Singularity and Boldness (or the lack thereof)

by Han

This is of a hand, of an ear, of a bone that each I know is only within me when I watch it speak, an it that becomes a they soon after, this subject thickens the torturous delight. It is beyond a flame, a rich blue, of inferno that is not warm but hard to swallow, of a softness light as vapour, of weight heavier than ceramic. I am not quite sure how intelligible this motivation is. I know its singularity because of how they are all connected to one node and one node only. One must need more than a pair of eyes, a larger heart and two brains—to write and to feel simultaneously. One is not enough, never enough. He, she, them, all bodies that are smaller than their souls and spirits. Pen on their toes and arms, they write and spin, notes falling off the sharp edges of their esoteric smiles. Those people, these men and women, walking fleshes sometimes sedentary, silent and attractive—stories I want to know but would never ask. Through it all, I thought music played a part, but when it reached a decrescendo, I breathed with difficulty but still beating, my eyes parched no longer. I could still talk, still murmur. I could feel a love laterally wrapping me. I felt a different emotion, a birth, as if my body has reached another biological capacity—one I found hard to eschew. But if I believe that the mind and body are different, then what is this biology?

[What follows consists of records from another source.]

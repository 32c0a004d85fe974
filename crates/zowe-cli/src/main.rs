//! Zowe CLI
//!
//! Resolves the connection session a command would use and manages team
//! configuration.
//!
//! ```bash
//! zowe session resolve --host lpar1.example.com --user alice
//! zowe config list
//! zowe config set profiles.base.properties.host lpar1.example.com
//! ```
//!
//! Log output goes to stderr. The level comes from
//! `ZOWE_IMPERATIVE_LOG_LEVEL`, then `RUST_LOG`, and defaults to `warn`.

mod args;
mod commands;
mod console;
mod router;

use args::Cli;
use clap::Parser;
use std::process::ExitCode;
use tracing_subscriber::EnvFilter;

const LOG_LEVEL_VAR: &str = "ZOWE_IMPERATIVE_LOG_LEVEL";

fn log_filter() -> EnvFilter {
    std::env::var(LOG_LEVEL_VAR)
        .ok()
        .and_then(|level| EnvFilter::try_new(level.to_lowercase()).ok())
        .or_else(|| EnvFilter::try_from_default_env().ok())
        .unwrap_or_else(|| EnvFilter::new("warn"))
}

#[tokio::main]
async fn main() -> ExitCode {
    tracing_subscriber::fmt()
        .with_env_filter(log_filter())
        .with_writer(std::io::stderr)
        .init();

    let cli = Cli::parse();
    match router::route(cli).await {
        Ok(()) => ExitCode::SUCCESS,
        Err(_) => ExitCode::FAILURE,
    }
}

Now I take a sip of water, of warm, warm water. I feel the smooth fall of thick water, then splitting itself into a binary within my chest, I lose it immediately after. I know what drinking water is, what breathing with regulated fours is, what stretching toes on prickly Singapore grass is, but this detachment from watching Art thickens tonight. A sentiment I have fed and one that will never die. What does the body want that the mind is excited by? 

And now I can’t quite write, I can’t churn the feeling. This singularity in expression, this predictability in writing comes only when three words appear, another four concatenate and I have two sentences I know I must write down. The accomplishment of which is then perpetuated by the instantaneous feeling of how massive this motivation has become, how my body feels like writing will only make me feel like I am accompanied, like I am understood. Woolf has said that this is intolerable—this revelation is reinforced, I grieve for the absence of company.

Yet that is the truth of the matter: no one has ever felt so passionately for the movement of limbs and their defiance of gravity. Franz Schubert now you tell me!

When I end, the body will return to its machinery, a dead, dead matter, or in better words, an entity.